→ **WORK INSTRUCTION**: Over all lines in the data below, count those holding "PathBuf" and give only the result.

(Source data)
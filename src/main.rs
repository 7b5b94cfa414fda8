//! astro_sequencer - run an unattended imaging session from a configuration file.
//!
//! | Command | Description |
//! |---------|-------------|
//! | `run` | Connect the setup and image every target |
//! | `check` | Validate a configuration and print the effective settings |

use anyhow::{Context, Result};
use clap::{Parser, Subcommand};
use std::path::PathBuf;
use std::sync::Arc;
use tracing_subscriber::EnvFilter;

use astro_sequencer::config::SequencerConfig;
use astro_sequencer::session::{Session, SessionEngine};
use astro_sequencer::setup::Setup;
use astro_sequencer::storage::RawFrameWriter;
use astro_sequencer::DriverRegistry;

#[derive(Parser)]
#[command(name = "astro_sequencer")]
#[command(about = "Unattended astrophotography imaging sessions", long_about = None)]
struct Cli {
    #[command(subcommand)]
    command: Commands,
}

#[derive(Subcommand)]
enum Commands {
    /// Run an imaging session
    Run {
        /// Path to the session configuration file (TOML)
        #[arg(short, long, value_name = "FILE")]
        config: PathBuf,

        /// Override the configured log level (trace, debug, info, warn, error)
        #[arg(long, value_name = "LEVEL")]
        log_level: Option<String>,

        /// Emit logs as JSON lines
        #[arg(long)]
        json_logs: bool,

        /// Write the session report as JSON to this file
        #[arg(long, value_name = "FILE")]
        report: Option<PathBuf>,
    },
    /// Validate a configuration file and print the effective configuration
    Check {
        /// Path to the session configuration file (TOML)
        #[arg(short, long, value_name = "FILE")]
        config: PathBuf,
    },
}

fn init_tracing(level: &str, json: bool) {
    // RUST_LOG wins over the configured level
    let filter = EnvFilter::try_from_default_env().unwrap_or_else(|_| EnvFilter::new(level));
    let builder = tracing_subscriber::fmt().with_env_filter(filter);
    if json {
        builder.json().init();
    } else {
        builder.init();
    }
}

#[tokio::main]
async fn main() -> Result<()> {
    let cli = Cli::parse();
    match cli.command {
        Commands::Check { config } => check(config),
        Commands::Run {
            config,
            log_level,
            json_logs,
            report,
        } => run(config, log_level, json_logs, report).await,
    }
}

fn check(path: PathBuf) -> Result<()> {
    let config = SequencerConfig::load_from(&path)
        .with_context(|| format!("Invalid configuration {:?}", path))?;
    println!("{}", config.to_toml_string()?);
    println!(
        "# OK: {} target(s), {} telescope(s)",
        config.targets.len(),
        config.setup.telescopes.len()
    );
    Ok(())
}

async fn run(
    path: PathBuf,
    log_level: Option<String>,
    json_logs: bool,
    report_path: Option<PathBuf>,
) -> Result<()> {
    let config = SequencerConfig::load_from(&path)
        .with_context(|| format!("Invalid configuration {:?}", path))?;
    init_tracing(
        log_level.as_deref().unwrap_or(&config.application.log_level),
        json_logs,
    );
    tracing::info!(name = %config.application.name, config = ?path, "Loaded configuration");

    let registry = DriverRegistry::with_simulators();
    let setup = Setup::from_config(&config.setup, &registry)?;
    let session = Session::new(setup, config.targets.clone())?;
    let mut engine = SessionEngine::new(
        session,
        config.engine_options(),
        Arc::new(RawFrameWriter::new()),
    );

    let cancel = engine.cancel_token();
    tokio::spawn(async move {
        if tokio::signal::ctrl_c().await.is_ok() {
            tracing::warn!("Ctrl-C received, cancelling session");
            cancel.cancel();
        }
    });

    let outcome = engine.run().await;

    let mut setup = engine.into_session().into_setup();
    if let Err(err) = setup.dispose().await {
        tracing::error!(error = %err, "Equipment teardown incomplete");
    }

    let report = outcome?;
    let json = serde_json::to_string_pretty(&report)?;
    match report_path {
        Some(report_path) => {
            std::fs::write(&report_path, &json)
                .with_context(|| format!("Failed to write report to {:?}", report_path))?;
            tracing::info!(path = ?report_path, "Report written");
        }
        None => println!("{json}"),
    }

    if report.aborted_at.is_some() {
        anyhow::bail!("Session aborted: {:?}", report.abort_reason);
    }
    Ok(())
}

→ **RESPONSE**: 7